All executed commands (from interactive mode) are saved to:
~/.config/bkmr/shell_history.txt
This provides a record of executed scripts for auditing or reuse.
# Add a deployment script
bkmr add "#!/bin/bash
echo 'Deploying application...'
ssh server 'cd /app && git pull && systemctl restart app'
" deploy,production,_shell_ --title "deploy-production"
# Execute with interactive editing
bkmr search --fzf -t _shell_,deploy
# Execute directly
bkmr open --no-edit <id>
# Execute with parameters
bkmr open --no-edit <id> -- --dry-run --verbose
# Create a parameterized backup script
bkmr add '#!/bin/bash
ENV=$1
INCREMENTAL=$2
if [[ "$INCREMENTAL" == "--incremental" ]]; then
echo "Running incremental backup for $ENV"

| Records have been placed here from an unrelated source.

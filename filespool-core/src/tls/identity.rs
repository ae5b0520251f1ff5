//! Peer identity extraction and the allow-list gate.

use rustls::ServerConnection;
use x509_parser::extensions::GeneralName;

use crate::error::SpoolError;

/// Names a client certificate claims: common name(s) first, then SAN
/// DNS names, in certificate order.
#[derive(Debug, Clone, PartialEq, Eq, Default)]
pub struct PeerIdentity {
    names: Vec<String>,
}

impl PeerIdentity {
    /// Parse a DER-encoded leaf certificate.
    pub fn from_der(der: &[u8]) -> Result<Self, SpoolError> {
        let (_, cert) = x509_parser::parse_x509_certificate(der)
            .map_err(|e| SpoolError::Certificate(e.to_string()))?;

        let mut names = Vec::new();
        for cn in cert.subject().iter_common_name() {
            match cn.as_str() {
                Ok(name) if !name.is_empty() => names.push(name.to_string()),
                Ok(_) => {}
                Err(e) => tracing::debug!("skipping undecodable common name: {e}"),
            }
        }

        let san = cert
            .subject_alternative_name()
            .map_err(|e| SpoolError::Certificate(e.to_string()))?;
        if let Some(san) = san {
            for name in &san.value.general_names {
                if let GeneralName::DNSName(dns) = name {
                    names.push(dns.to_string());
                }
            }
        }

        Ok(Self { names })
    }

    /// Identity of the leaf certificate presented on `conn`.
    pub fn from_connection(conn: &ServerConnection) -> Result<Self, SpoolError> {
        let leaf = conn
            .peer_certificates()
            .and_then(|chain| chain.first())
            .ok_or(SpoolError::MissingPeerCertificate)?;
        Self::from_der(leaf.as_ref())
    }

    pub fn names(&self) -> &[String] {
        &self.names
    }
}

// ── AllowList ────────────────────────────────────────────────────

/// Peer names permitted to connect. Matching is exact and
/// case-sensitive; there are no wildcards.
#[derive(Debug, Clone, PartialEq, Eq, Default)]
pub struct AllowList {
    names: Vec<String>,
}

impl AllowList {
    pub fn new<I, S>(names: I) -> Self
    where
        I: IntoIterator<Item = S>,
        S: Into<String>,
    {
        Self {
            names: names.into_iter().map(Into::into).collect(),
        }
    }

    /// The first allow-list entry that one of the peer's names
    /// matches, if any.
    pub fn authorize(&self, peer: &PeerIdentity) -> Option<&str> {
        self.names
            .iter()
            .find(|allowed| peer.names().iter().any(|name| name == *allowed))
            .map(String::as_str)
    }

    /// Like [`authorize`](Self::authorize) but as a `Result`.
    pub fn check(&self, peer: &PeerIdentity) -> Result<&str, SpoolError> {
        self.authorize(peer).ok_or_else(|| SpoolError::Unauthorized {
            names: peer.names().to_vec(),
        })
    }

    pub fn names(&self) -> &[String] {
        &self.names
    }

    pub fn is_empty(&self) -> bool {
        self.names.is_empty()
    }
}

#[cfg(test)]
mod tests {
    use super::*;
    use rcgen::{CertificateParams, DistinguishedName, DnType, KeyPair};

    fn cert_der(cn: Option<&str>, sans: &[&str]) -> Vec<u8> {
        let mut params =
            CertificateParams::new(sans.iter().map(|s| s.to_string()).collect::<Vec<_>>())
                .unwrap();
        params.distinguished_name = DistinguishedName::new();
        if let Some(cn) = cn {
            params.distinguished_name.push(DnType::CommonName, cn);
        }
        let key = KeyPair::generate().unwrap();
        params.self_signed(&key).unwrap().der().to_vec()
    }

    #[test]
    fn names_from_certificate() {
        let der = cert_der(Some("alice"), &["alice.example.com", "alice.internal"]);
        let peer = PeerIdentity::from_der(&der).unwrap();
        assert_eq!(
            peer.names(),
            ["alice", "alice.example.com", "alice.internal"]
        );
    }

    #[test]
    fn certificate_without_common_name() {
        let der = cert_der(None, &["only-san.example.com"]);
        let peer = PeerIdentity::from_der(&der).unwrap();
        assert_eq!(peer.names(), ["only-san.example.com"]);
    }

    #[test]
    fn garbage_is_not_a_certificate() {
        assert!(matches!(
            PeerIdentity::from_der(b"not a certificate"),
            Err(SpoolError::Certificate(_))
        ));
    }

    #[test]
    fn allow_list_matches_san() {
        let peer = PeerIdentity::from_der(&cert_der(Some("alice"), &["alice.example.com"])).unwrap();
        let allow = AllowList::new(["bob", "alice.example.com"]);
        assert_eq!(allow.authorize(&peer), Some("alice.example.com"));
        assert!(allow.check(&peer).is_ok());
    }

    #[test]
    fn allow_list_rejects_unknown_peer() {
        let peer = PeerIdentity::from_der(&cert_der(Some("alice"), &["alice.example.com"])).unwrap();
        let allow = AllowList::new(["bob"]);
        assert_eq!(allow.authorize(&peer), None);
        match allow.check(&peer) {
            Err(SpoolError::Unauthorized { names }) => {
                assert_eq!(names, ["alice", "alice.example.com"]);
            }
            other => panic!("unexpected: {other:?}"),
        }
    }

    #[test]
    fn allow_list_is_exact_and_case_sensitive() {
        let peer = PeerIdentity::from_der(&cert_der(Some("Alice"), &["alice.example.com"])).unwrap();
        assert_eq!(AllowList::new(["alice"]).authorize(&peer), None);
        assert_eq!(AllowList::new(["*.example.com"]).authorize(&peer), None);
        assert_eq!(AllowList::new(["example.com"]).authorize(&peer), None);
        assert_eq!(AllowList::new(["Alice"]).authorize(&peer), Some("Alice"));
    }

    #[test]
    fn allow_list_prefers_its_own_order() {
        let peer = PeerIdentity::from_der(&cert_der(Some("alice"), &["alice.example.com"])).unwrap();
        let allow = AllowList::new(["alice.example.com", "alice"]);
        assert_eq!(allow.authorize(&peer), Some("alice.example.com"));
    }
}
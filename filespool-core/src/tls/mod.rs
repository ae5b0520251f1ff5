//! Transport security: mutual TLS configuration and peer authorization.
//!
//! The receiver always demands a client certificate signed by the
//! configured CA, then checks the certificate names against an
//! [`AllowList`]. The sender presents its own certificate and
//! verifies the receiver against the same CA. Without a CA bundle both
//! sides trust the system store instead.

mod config;
mod identity;

pub use config::{TlsSettings, load_ca, load_certs, load_private_key, load_system_roots};
pub use identity::{AllowList, PeerIdentity};
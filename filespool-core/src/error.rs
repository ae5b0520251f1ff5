//! Domain-specific error types for filespool.
//!
//! All fallible operations return `Result<T, SpoolError>`.
//! Startup code surfaces configuration errors; everything else is
//! contained in the session or engine that produced it.

use std::path::PathBuf;
use std::time::Duration;
use thiserror::Error;

/// The canonical error type for the filespool transport.
#[derive(Debug, Error)]
pub enum SpoolError {
    // ── Configuration Errors ─────────────────────────────────────
    /// A required setting is missing or a file could not be loaded.
    #[error("configuration error: {0}")]
    Config(String),

    /// rustls rejected the configuration or the handshake.
    #[error("tls error: {0}")]
    Tls(#[from] rustls::Error),

    // ── Connection Errors ────────────────────────────────────────
    /// The TCP/IO layer reported an error.
    #[error("connection error: {0}")]
    Connection(#[from] std::io::Error),

    /// An operation exceeded its deadline.
    #[error("timeout after {0:?}")]
    Timeout(Duration),

    /// The peer closed the stream while a reply was expected.
    #[error("connection closed by peer")]
    ChannelClosed,

    /// An operation needed a connection but none is established.
    #[error("not connected")]
    NotConnected,

    // ── Authentication Errors ────────────────────────────────────
    /// The client presented no certificate.
    #[error("peer presented no certificate")]
    MissingPeerCertificate,

    /// The client certificate could not be parsed.
    #[error("invalid certificate: {0}")]
    Certificate(String),

    /// None of the certificate names is on the allow-list.
    #[error("peer names {names:?} are not allowed")]
    Unauthorized { names: Vec<String> },

    // ── Protocol Errors ──────────────────────────────────────────
    /// A file record could not be decoded from the stream.
    #[error("decode error: {0}")]
    Decode(String),

    /// A command or ack line could not be parsed.
    #[error("invalid command: {0}")]
    InvalidCommand(String),

    /// A line exceeded the codec limit without a newline.
    #[error("line exceeds {max} bytes")]
    LineTooLong { max: usize },

    /// A record exceeded the configured maximum size.
    #[error("record too large: {size} bytes (max {max})")]
    RecordTooLarge { size: u64, max: u64 },

    /// The receiver did not acknowledge a record with `OK`.
    #[error("peer did not acknowledge file and returned: {0}")]
    UnexpectedAck(String),

    // ── Persistence Errors ───────────────────────────────────────
    /// The record name would escape the spool directory.
    #[error("invalid record name: {0:?}")]
    InvalidRecordName(String),

    /// A spool directory operation failed.
    #[error("spool error on {}: {source}", path.display())]
    Spool {
        path: PathBuf,
        #[source]
        source: std::io::Error,
    },

    /// Catch-all for errors that do not fit another variant.
    #[error("{0}")]
    Other(String),
}

impl SpoolError {
    /// Wraps an I/O error with the spool path it happened on.
    pub fn spool(path: impl Into<PathBuf>, source: std::io::Error) -> Self {
        SpoolError::Spool {
            path: path.into(),
            source,
        }
    }

    /// Returns `true` for read deadline expiries, which callers retry.
    pub fn is_timeout(&self) -> bool {
        match self {
            SpoolError::Timeout(_) => true,
            SpoolError::Connection(e) => e.kind() == std::io::ErrorKind::TimedOut,
            _ => false,
        }
    }
}

// ── Convenient From implementations ──────────────────────────────

impl From<String> for SpoolError {
    fn from(s: String) -> Self {
        SpoolError::Other(s)
    }
}

impl From<&str> for SpoolError {
    fn from(s: &str) -> Self {
        SpoolError::Other(s.to_string())
    }
}

impl From<Box<bincode::ErrorKind>> for SpoolError {
    fn from(e: Box<bincode::ErrorKind>) -> Self {
        SpoolError::Decode(e.to_string())
    }
}
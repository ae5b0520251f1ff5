//! # filespool-core
//!
//! Library behind the `filespool` binary: moves files from a spool
//! directory on one host into a target directory on another, over a
//! small line protocol, optionally inside mutual TLS.
//!
//! This crate contains:
//! - **Protocol types**: `Command`, `Ack`, `FileRecord`
//! - **Codec**: `SpoolCodec`, mixing `\n` command lines with
//!   length-prefixed bincode records, for `tokio_util` framing
//! - **TLS**: certificate loading and the client-name allow-list
//! - **Spool**: `SpoolSource` / `SpoolSink` traits and directory impls
//! - **Receiver**: accept loop plus one command loop per connection
//! - **Sender**: reconnecting client that pushes files and deletes them
//!   once acknowledged
//! - **State**: phase enums for both engines
//! - **Task**: `SessionPool` for tracking per-connection tasks
//! - **Error**: `SpoolError`, a `thiserror`-based error type

pub mod codec;
pub mod error;
pub mod message;
pub mod network;
pub mod receiver;
pub mod record;
pub mod sender;
pub mod spool;
pub mod state;
pub mod task;
pub mod tls;

// ── Re-exports for ergonomic usage ───────────────────────────────

pub use codec::{DEFAULT_MAX_RECORD_SIZE, Frame, SpoolCodec};
pub use error::SpoolError;
pub use message::{Ack, Command};
pub use network::DEFAULT_PORT;
pub use receiver::{Receiver, ReceiverTimings, TlsGate};
pub use record::FileRecord;
pub use sender::{Sender, SenderTimings};
pub use spool::{DirSink, DirSource, SpoolSink, SpoolSource};
pub use state::{ConnectionPhase, EnginePhase, SessionEnd, SessionPhase};
pub use task::{SessionId, SessionPool};
pub use tls::{AllowList, PeerIdentity, TlsSettings};
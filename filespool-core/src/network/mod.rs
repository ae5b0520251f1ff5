mod addr;
mod transport;

pub use addr::{DEFAULT_PORT, normalize_listen_addr, server_name_from_addr, with_default_port};
pub use transport::{BoxedTransport, Transport};
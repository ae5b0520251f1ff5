//! Command and acknowledgement vocabulary of the line protocol.
//!
//! Uses proper enums with `FromStr`: unknown lines are reported as
//! errors, never panics. Matching is exact and case-sensitive.

use std::fmt;
use std::str::FromStr;

use crate::error::SpoolError;

// ── Command ──────────────────────────────────────────────────────

/// Commands sent from sender to receiver, one per `\n`-terminated line.
#[derive(Debug, Clone, Copy, PartialEq, Eq, Hash)]
pub enum Command {
    /// An encoded file record follows immediately.
    SendFile,
    /// Does nothing.
    Noop,
    /// Resets the receiver's idle timer.
    Keepalive,
}

impl Command {
    /// The exact wire spelling, without the trailing newline.
    pub fn as_str(&self) -> &'static str {
        match self {
            Command::SendFile => "SEND_FILE",
            Command::Noop => "NOOP",
            Command::Keepalive => "KEEPALIVE",
        }
    }
}

impl FromStr for Command {
    type Err = SpoolError;

    fn from_str(s: &str) -> Result<Self, Self::Err> {
        match s {
            "SEND_FILE" => Ok(Command::SendFile),
            "NOOP" => Ok(Command::Noop),
            "KEEPALIVE" => Ok(Command::Keepalive),
            other => Err(SpoolError::InvalidCommand(other.to_string())),
        }
    }
}

impl fmt::Display for Command {
    fn fmt(&self, f: &mut fmt::Formatter<'_>) -> fmt::Result {
        f.write_str(self.as_str())
    }
}

// ── Ack ──────────────────────────────────────────────────────────

/// Receiver reply to a `SEND_FILE`.
#[derive(Debug, Clone, Copy, PartialEq, Eq, Hash)]
pub enum Ack {
    /// The record is durably stored.
    Ok,
    /// The record could not be stored.
    Err,
}

impl Ack {
    pub fn as_str(&self) -> &'static str {
        match self {
            Ack::Ok => "OK",
            Ack::Err => "ERR",
        }
    }
}

impl FromStr for Ack {
    type Err = SpoolError;

    fn from_str(s: &str) -> Result<Self, SpoolError> {
        match s {
            "OK" => Ok(Ack::Ok),
            "ERR" => Ok(Ack::Err),
            other => Err(SpoolError::UnexpectedAck(other.to_string())),
        }
    }
}

impl fmt::Display for Ack {
    fn fmt(&self, f: &mut fmt::Formatter<'_>) -> fmt::Result {
        f.write_str(self.as_str())
    }
}
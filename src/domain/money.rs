use crate::error::{PaymentError, Result};
use rust_decimal::{Decimal, RoundingStrategy};
use rust_decimal_macros::dec;
use std::fmt;
use std::iter::Sum;
use std::ops::{Add, AddAssign, Sub, SubAssign};

const SCALE: u32 = 2;
const MULTIPLIER_SCALE: u32 = 4;

/// A monetary value with exactly 2 decimal places.
///
/// Wraps `rust_decimal::Decimal` so that every price and spend amount in the
/// optimizer is rounded the same way (half-up) and renders as `x.yy`.
#[derive(Debug, Clone, Copy, PartialEq, Eq, PartialOrd, Ord, Hash, Default)]
pub struct Money(Decimal);

impl Money {
    pub const ZERO: Self = Self(Decimal::ZERO);
    /// Smallest chargeable amount.
    pub const CENT: Self = Self(dec!(0.01));

    /// Builds a value that must already be expressible with 2 decimals.
    ///
    /// The written scale counts, so `1.000` is rejected even though it is numerically `1`.
    pub fn from_decimal(value: Decimal) -> Result<Self> {
        if value.scale() > SCALE {
            return Err(PaymentError::validation(format!(
                "Monetary value cannot have more than {SCALE} decimal places: {value}"
            )));
        }
        Ok(Self::canonical(value))
    }

    /// Rounds half-up (away from zero) to 2 decimals.
    pub fn round_half_up(value: Decimal) -> Self {
        Self::canonical(value.round_dp_with_strategy(SCALE, RoundingStrategy::MidpointAwayFromZero))
    }

    fn canonical(mut value: Decimal) -> Self {
        value.rescale(SCALE);
        Self(value)
    }

    pub fn amount(&self) -> Decimal {
        self.0
    }

    /// `self × rate`, rounded half-up to 2 decimals.
    pub fn fraction(self, rate: Decimal) -> Self {
        Self::round_half_up(self.0 * rate)
    }

    /// Price after applying a percentage discount.
    pub fn discounted(self, rate: DiscountRate) -> Self {
        Self::round_half_up(self.0 * rate.multiplier())
    }

    pub fn is_positive(&self) -> bool {
        self.0 > Decimal::ZERO
    }

    pub fn is_negative(&self) -> bool {
        self.0 < Decimal::ZERO
    }

    pub fn is_zero(&self) -> bool {
        self.0.is_zero()
    }
}

impl fmt::Display for Money {
    fn fmt(&self, f: &mut fmt::Formatter<'_>) -> fmt::Result {
        write!(f, "{:.2}", self.0)
    }
}

impl Add for Money {
    type Output = Self;
    fn add(self, rhs: Self) -> Self::Output {
        Self(self.0 + rhs.0)
    }
}

impl Sub for Money {
    type Output = Self;
    fn sub(self, rhs: Self) -> Self::Output {
        Self(self.0 - rhs.0)
    }
}

impl AddAssign for Money {
    fn add_assign(&mut self, rhs: Self) {
        self.0 += rhs.0;
    }
}

impl SubAssign for Money {
    fn sub_assign(&mut self, rhs: Self) {
        self.0 -= rhs.0;
    }
}

impl Sum for Money {
    fn sum<I: Iterator<Item = Self>>(iter: I) -> Self {
        iter.fold(Self::ZERO, Add::add)
    }
}

impl<'a> Sum<&'a Money> for Money {
    fn sum<I: Iterator<Item = &'a Money>>(iter: I) -> Self {
        iter.copied().sum()
    }
}

/// A discount percentage in the closed range `0..=100`.
#[derive(Debug, Clone, Copy, PartialEq, Eq, PartialOrd, Ord, Hash, Default)]
pub struct DiscountRate(Decimal);

impl DiscountRate {
    pub const NONE: Self = Self(Decimal::ZERO);

    pub fn new(percent: Decimal) -> Result<Self> {
        if percent < Decimal::ZERO || percent > Decimal::ONE_HUNDRED {
            return Err(PaymentError::validation(format!(
                "Discount percentage must be between 0 and 100: {percent}"
            )));
        }
        Ok(Self(percent))
    }

    pub fn percent(&self) -> Decimal {
        self.0
    }

    /// `1 - percent/100`, where the fraction is taken half-up at 4 decimals first.
    pub fn multiplier(&self) -> Decimal {
        let fraction = (self.0 / Decimal::ONE_HUNDRED)
            .round_dp_with_strategy(MULTIPLIER_SCALE, RoundingStrategy::MidpointAwayFromZero);
        Decimal::ONE - fraction
    }
}

impl fmt::Display for DiscountRate {
    fn fmt(&self, f: &mut fmt::Formatter<'_>) -> fmt::Result {
        write!(f, "{}%", self.0.normalize())
    }
}
use miette::Diagnostic;
use std::path::PathBuf;
use thiserror::Error;

#[derive(Error, Diagnostic, Debug)]
pub enum PaymentError {
    #[error("Usage error: {0}")]
    #[diagnostic(
        code(payplan::usage),
        help("usage: payplan <ORDERS_JSON> <PAYMENT_METHODS_JSON>")
    )]
    Usage(String),
    #[error("I/O error reading {}: {source}", path.display())]
    #[diagnostic(code(payplan::io))]
    Io {
        path: PathBuf,
        source: std::io::Error,
    },
    #[error("Malformed input in {}: {source}", path.display())]
    #[diagnostic(code(payplan::format))]
    Format {
        path: PathBuf,
        source: serde_json::Error,
    },
    #[error("Invalid argument: {0}")]
    #[diagnostic(code(payplan::validation))]
    Validation(String),
    #[error("Output error: {0}")]
    #[diagnostic(code(payplan::output))]
    Output(#[from] csv::Error),
    #[error("Unexpected error: {0}")]
    #[diagnostic(code(payplan::unexpected))]
    Unexpected(String),
}

impl PaymentError {
    pub fn validation(message: impl Into<String>) -> Self {
        Self::Validation(message.into())
    }

    /// Prefixes a validation message with the entity it concerns.
    pub fn context(self, owner: &str) -> Self {
        match self {
            Self::Validation(message) => Self::Validation(format!("{owner}: {message}")),
            other => other,
        }
    }

    /// Process exit status reported for this error.
    pub fn exit_code(&self) -> u8 {
        match self {
            Self::Usage(_) => 1,
            Self::Io { .. } | Self::Format { .. } => 2,
            Self::Validation(_) => 3,
            Self::Output(_) | Self::Unexpected(_) => 4,
        }
    }
}

impl From<std::io::Error> for PaymentError {
    fn from(err: std::io::Error) -> Self {
        Self::Unexpected(err.to_string())
    }
}

pub type Result<T> = std::result::Result<T, PaymentError>;
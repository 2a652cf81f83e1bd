//! Chooses how to pay a batch of orders so that the total discount is as large
//! as possible without exceeding any payment method's limit.

pub mod application;
pub mod domain;
pub mod error;
pub mod interfaces;
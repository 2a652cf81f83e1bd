//! Adapters between files on disk and the domain types.

pub mod csv;
pub mod json;
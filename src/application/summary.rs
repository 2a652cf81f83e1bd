use super::optimizer::PaymentPlan;
use crate::domain::money::Money;
use crate::domain::payment_method::{MethodId, PaymentMethods};
use std::collections::HashMap;

/// Total spent per payment method across a plan.
#[derive(Debug, Clone, PartialEq, Eq, Default)]
pub struct SpendSummary {
    lines: Vec<(MethodId, Money)>,
}

impl SpendSummary {
    /// Sums every payment of `plan` per method.
    ///
    /// Methods with nothing spent are left out. Lines follow the input order
    /// of `methods`.
    pub fn from_plan(plan: &PaymentPlan, methods: &PaymentMethods) -> Self {
        let mut totals: HashMap<&MethodId, Money> = HashMap::new();
        for payment in &plan.payments {
            for (method, amount) in payment.actual_amount_spent.iter() {
                *totals.entry(method).or_default() += amount;
            }
        }

        let lines = methods
            .iter()
            .filter_map(|method| totals.get(method.id()).map(|total| (method.id().clone(), *total)))
            .filter(|(_, total)| !total.is_zero())
            .collect();

        Self { lines }
    }

    pub fn lines(&self) -> &[(MethodId, Money)] {
        &self.lines
    }

    pub fn total_for(&self, method: &str) -> Option<Money> {
        self.lines
            .iter()
            .find(|(id, _)| id.as_str() == method)
            .map(|(_, total)| *total)
    }

    pub fn is_empty(&self) -> bool {
        self.lines.is_empty()
    }
}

pg_dump -h "$ENV-db" myapp | gzip > "backup-$ENV-$(date +%Y%m%d)-incr.sql.gz"
else
echo "Running full backup for $ENV"
pg_dump -h "$ENV-db" myapp | gzip > "backup-$ENV-$(date +%Y%m%d)-full.sql.gz"
fi
' database,backup,_shell_ --title "backup-database"
# Use via shell stub
source <(bkmr search --shell-stubs)
backup-database production --incremental
backup-database staging
# Add environment-aware script
bkmr add '#!/bin/bash
ENV=${1:-staging}
case $ENV in
production)
echo "Deploying to PRODUCTION"
DEPLOY_HOST="prod.example.com"
;;
staging)
echo "Deploying to STAGING"
DEPLOY_HOST="staging.example.com"
;;
*)
echo "Unknown environment: $ENV"
exit 1
;;
esac
ssh "$DEPLOY_HOST" "cd /app && git pull && systemctl restart app"
' deploy,_shell_ --title "deploy-environment-aware"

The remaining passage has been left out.